Biographie abrégée de Manolete (1).

Après la soirée dédiée à Manolete jeudi dernier à Lunel, soirée en liaison avec la commémoration du 100ème anniversaire de la naissance du torero et du 70ème anniversaire de sa disparition à Linares, il m’a paru opportun de proposer un rappel de la vie de ce que fut la vie du « Monstre de Cordoue ».

Cette biographie abrégée, rédigée par Henry Sabatier et mise en forme par mes soins il y a quelques années, se compose de cinq parties. Je vous les propose à partir d’aujourd’hui et sur les jours à venir. Bonne lecture.

Paco.

Biographie abrégée de Manolete (1). Le quatrième Calife de Cordoue.

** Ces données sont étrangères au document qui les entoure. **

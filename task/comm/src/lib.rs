// This Source Code Form is subject to the terms of the Mozilla Public
// License, v. 2.0. If a copy of the MPL was not distributed with this
// file, You can obtain one at https://mozilla.org/MPL/2.0/.

//! Host link.
//!
//! The host drives everything over a byte stream. Each command is a single
//! byte; handlers then read whatever fixed-size parameters they need
//! straight off the link. There is no other framing, so a handler that
//! reads the wrong number of bytes desynchronizes the stream.
//!
//! Errors are never replied directly. Handlers queue them in the runtime's
//! error tracker and skip the rest of their work; the host finds out on its
//! next status read.

#![cfg_attr(not(test), no_std)]

use abi::{
    Command, Error, Rate, RunStatus, IDENTIFIER_LEN, MAX_SAMPLE_BUFFER_SIZE,
    RATE_QUERY, READ_CHUNK_SIZE,
};
use kern::conversion::Runtime;
use kern::loader::Loader;
use kern::periph::{Capture, Channel, Emission, HalfComplete};
use kern::sclock::SampleClock;
use ringbuf::{ringbuf, ringbuf_entry};
use sample_exchange::SampleBuffer;

/// A byte stream to the host, typically USB CDC.
pub trait Transport {
    /// Whether a host is attached. Nothing is read while it isn't.
    fn is_active(&self) -> bool;

    /// Reads up to `buf.len()` bytes, waiting a transport-defined time for
    /// them to arrive. Returns how many were read; zero on timeout.
    fn read(&mut self, buf: &mut [u8]) -> usize;

    /// Writes `buf`, returning how many bytes were accepted.
    fn write(&mut self, buf: &[u8]) -> usize;
}

#[derive(Copy, Clone, Debug, PartialEq)]
enum Trace {
    None,
    Command(Command),
    Unknown(u8),
    Rejected(Command, Error),
    Loaded { len: usize },
    RateSet { rate: Rate, divider: u32 },
    Chunked { half_len: usize },
}

ringbuf!(Trace, 32, Trace::None);

pub struct Dispatcher<'a, T, C, E> {
    rt: &'a Runtime<'a>,
    loader: Loader<'a>,
    link: T,
    capture: C,
    emission: E,
    on_half: HalfComplete,
    clock: SampleClock,
    identifier: [u8; IDENTIFIER_LEN],
}

impl<'a, T, C, E> Dispatcher<'a, T, C, E>
where
    T: Transport,
    C: Capture,
    E: Emission,
{
    /// Creates a dispatcher for this board. `on_half` is handed to the
    /// capture driver each time conversion starts.
    pub fn new(
        rt: &'a Runtime<'a>,
        loader: Loader<'a>,
        link: T,
        capture: C,
        emission: E,
        on_half: HalfComplete,
    ) -> Self {
        Self {
            rt,
            loader,
            link,
            capture,
            emission,
            on_half,
            clock: SampleClock::board(),
            identifier: kern::config::IDENTIFIER,
        }
    }

    /// Services the link forever.
    pub fn run(&mut self) -> ! {
        loop {
            self.poll();
        }
    }

    /// Reads and handles at most one command. Returns whether one was read.
    pub fn poll(&mut self) -> bool {
        if !self.link.is_active() {
            return false;
        }
        let mut cmd = [0u8];
        if self.link.read(&mut cmd) == 0 {
            return false;
        }
        self.dispatch(cmd[0]);
        true
    }

    /// Handles one command byte. Bytes that aren't commands are ignored.
    pub fn dispatch(&mut self, byte: u8) {
        let Some(cmd) = Command::from_byte(byte) else {
            ringbuf_entry!(Trace::Unknown(byte));
            return;
        };
        ringbuf_entry!(Trace::Command(cmd));

        match cmd {
            Command::WriteInputBuffer => self.write_input_buffer(),
            Command::SetBufferSize => self.set_buffer_size(),
            Command::UpdateGenerator => self.update_generator(),
            Command::LoadAlgorithm => self.load_algorithm(),
            Command::ReadStatus => self.read_status(),
            Command::StartMeasurement => {
                if self.require(RunStatus::Running, cmd) {
                    self.rt.start_measurement();
                }
            }
            Command::StartConversion => {
                if self.require(RunStatus::Idle, cmd) {
                    self.rt.start(
                        &mut self.capture,
                        &mut self.emission,
                        self.on_half,
                    );
                }
            }
            Command::StopConversion => {
                if self.require(RunStatus::Running, cmd) {
                    self.rt.stop(&mut self.capture, &mut self.emission);
                }
            }
            Command::StartGenerator => {
                let g = &self.rt.generator;
                // Safety: the generator exchange outlives the dispatcher,
                // and only the host link writes to it.
                unsafe {
                    self.emission.start(
                        Channel::Generator,
                        g.as_ptr(),
                        g.size(),
                    );
                }
            }
            Command::ReadInputBuffer => {
                // Safety: a torn read of a buffer capture is filling is
                // what the host asked for; it only ever sees whole samples.
                let bytes = unsafe { self.rt.input.bytes() };
                self.link.write(bytes);
            }
            Command::ReadOutputBuffer => {
                // Safety: as above, for the runner's output.
                let bytes = unsafe { self.rt.output.bytes() };
                self.link.write(bytes);
            }
            Command::UnloadAlgorithm => {
                if self.require(RunStatus::Idle, cmd) {
                    self.rt.algorithm.unload();
                }
            }
            Command::ReadIdentifier => {
                self.link.write(&self.identifier);
            }
            Command::ReadExecTime => {
                let cycles = self.rt.stopwatch.last();
                self.link.write(&cycles.to_le_bytes());
            }
            Command::SampleRate => self.sample_rate(),
            Command::ReadConversionResults => {
                let rt = self.rt;
                self.send_modified(&rt.output);
            }
            Command::ReadConversionInput => {
                let rt = self.rt;
                self.send_modified(&rt.input);
            }
            Command::StopGenerator => self.emission.stop(Channel::Generator),
        }
    }

    /// Queues the matching state error unless the runtime is in `want`.
    fn require(&mut self, want: RunStatus, cmd: Command) -> bool {
        let e = match want {
            RunStatus::Idle => Error::NotIdle,
            RunStatus::Running => Error::NotRunning,
        };
        self.check(self.rt.status() == want, e, cmd)
    }

    fn check(&mut self, cond: bool, e: Error, cmd: Command) -> bool {
        if !cond {
            ringbuf_entry!(Trace::Rejected(cmd, e));
        }
        self.rt.errors.assert(cond, e)
    }

    /// Reads a little-endian u16 parameter, queueing `BadParamSize` if it
    /// doesn't arrive.
    fn read_u16(&mut self, cmd: Command) -> Option<u16> {
        let mut buf = [0u8; 2];
        let n = self.link.read(&mut buf);
        self.check(n == buf.len(), Error::BadParamSize, cmd)
            .then(|| u16::from_le_bytes(buf))
    }

    fn write_input_buffer(&mut self) {
        // Safety: the host is the only writer it asked for; if capture is
        // running, its data simply loses to the next DMA pass.
        let bytes = unsafe { self.rt.input.bytes_mut() };
        self.link.read(bytes);
    }

    fn set_buffer_size(&mut self) {
        let cmd = Command::SetBufferSize;
        if !self.require(RunStatus::Idle, cmd) {
            return;
        }
        let Some(count) = self.read_u16(cmd) else {
            return;
        };
        // The host sends the size of one half.
        let count = usize::from(count) * 2;
        if self.check(count <= MAX_SAMPLE_BUFFER_SIZE, Error::BadParam, cmd) {
            self.rt.input.set_size(count);
            self.rt.output.set_size(count);
        }
    }

    fn update_generator(&mut self) {
        let cmd = Command::UpdateGenerator;
        let Some(count) = self.read_u16(cmd) else {
            return;
        };
        let count = usize::from(count);
        if !self.check(count <= MAX_SAMPLE_BUFFER_SIZE, Error::BadParam, cmd) {
            return;
        }

        let g = &self.rt.generator;
        if !self.emission.is_running(Channel::Generator) {
            g.set_size(count);
            // Safety: the generator isn't being emitted, so nothing else is
            // looking at it.
            let bytes = unsafe { g.bytes_mut() };
            self.link.read(bytes);
            return;
        }

        // While running, refill whichever half the DAC has finished with.
        match self.emission.wants_more(Channel::Generator) {
            None => {
                self.link.write(&[0]);
            }
            Some(half) => {
                self.link.write(&[1]);
                // Safety: the DAC is draining the other half.
                let bytes = unsafe { g.half_bytes_mut(half) };
                self.link.read(bytes);
            }
        }
    }

    fn load_algorithm(&mut self) {
        let cmd = Command::LoadAlgorithm;
        if !self.require(RunStatus::Idle, cmd) {
            return;
        }
        let Some(len) = self.read_u16(cmd) else {
            return;
        };
        let len = usize::from(len);
        let fits = len < self.loader.capacity();
        if !self.check(fits, Error::BadUserCodeSize, cmd) {
            return;
        }

        let n = self.link.read(&mut self.loader.staging_mut()[..len]);
        match self.loader.load(n, &self.rt.algorithm) {
            Ok(()) => ringbuf_entry!(Trace::Loaded { len: n }),
            Err(e) => {
                let e = Error::from(e);
                ringbuf_entry!(Trace::Rejected(cmd, e));
                self.rt.errors.add(e);
            }
        }
    }

    fn read_status(&mut self) {
        let status = u8::from(self.rt.status());
        let error = u8::from(self.rt.errors.pop());
        self.link.write(&[status, error]);
    }

    fn sample_rate(&mut self) {
        let cmd = Command::SampleRate;
        let mut index = [0u8];
        let n = self.link.read(&mut index);
        if !self.check(n == 1, Error::BadParamSize, cmd) {
            return;
        }

        if index[0] == RATE_QUERY {
            self.link.write(&[self.clock.rate().index()]);
            return;
        }
        let rate = Rate::from_index(index[0]);
        if !self.check(rate.is_some(), Error::BadParam, cmd) {
            return;
        }
        if let Some(rate) = rate {
            let divider = self.clock.divider(rate);
            self.clock.set_rate(rate);
            self.capture.set_rate(rate, divider);
            ringbuf_entry!(Trace::RateSet { rate, divider });
        }
    }

    /// Sends the most recently produced half of `buf`: a u16 sample count,
    /// then the samples in chunks, each acknowledged by one byte from the
    /// host. Sends a zero count if no half is pending.
    fn send_modified(&mut self, buf: &SampleBuffer<'_>) {
        let Some(half) = buf.take_modified() else {
            self.link.write(&[0, 0]);
            return;
        };

        let half_len = buf.half_len();
        ringbuf_entry!(Trace::Chunked { half_len });
        self.link.write(&(half_len as u16).to_le_bytes());

        // Safety: the producer won't come back to this half until the other
        // one is done, which takes longer than the host does to read it.
        let bytes = unsafe { buf.half_bytes(half) };
        for chunk in bytes.chunks(READ_CHUNK_SIZE) {
            self.link.write(chunk);
            self.wait_ack();
        }
    }

    fn wait_ack(&mut self) {
        let mut ack = [0u8];
        while self.link.is_active() && self.link.read(&mut ack) == 0 {}
    }

    pub fn link(&mut self) -> &mut T {
        &mut self.link
    }

    pub fn capture(&mut self) -> &mut C {
        &mut self.capture
    }

    pub fn emission(&mut self) -> &mut E {
        &mut self.emission
    }

    pub fn clock(&self) -> &SampleClock {
        &self.clock
    }
}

Il est devenu très difficile d’écrire une quelconque biographie sur cette illustre créature qu’a engendrée la tauromachie des années 40, sans vouloir y rajouter aussi sa touche personnelle, car tout ou presque a été dit sur Manolete. En effet, beaucoup de choses ont été consignées, transcrites, rédigées, et reproduites sur un tel personnage.

Pour beaucoup tout est vrai, mais cet homme étant devenu un miroir à double face, et une telle légende, que nécessairement il fallait en rajouter. Certainement pas pour lui causer encore du mal outre-tombe, comme l’ont fait bon nombre de personnes lors de son vivant, dans les arènes. Mais les légendes ne meurent pas, bien au contraire ; il est nécessaire de les agrémenter, les enjoliver, et de les embellir encore un peu plus.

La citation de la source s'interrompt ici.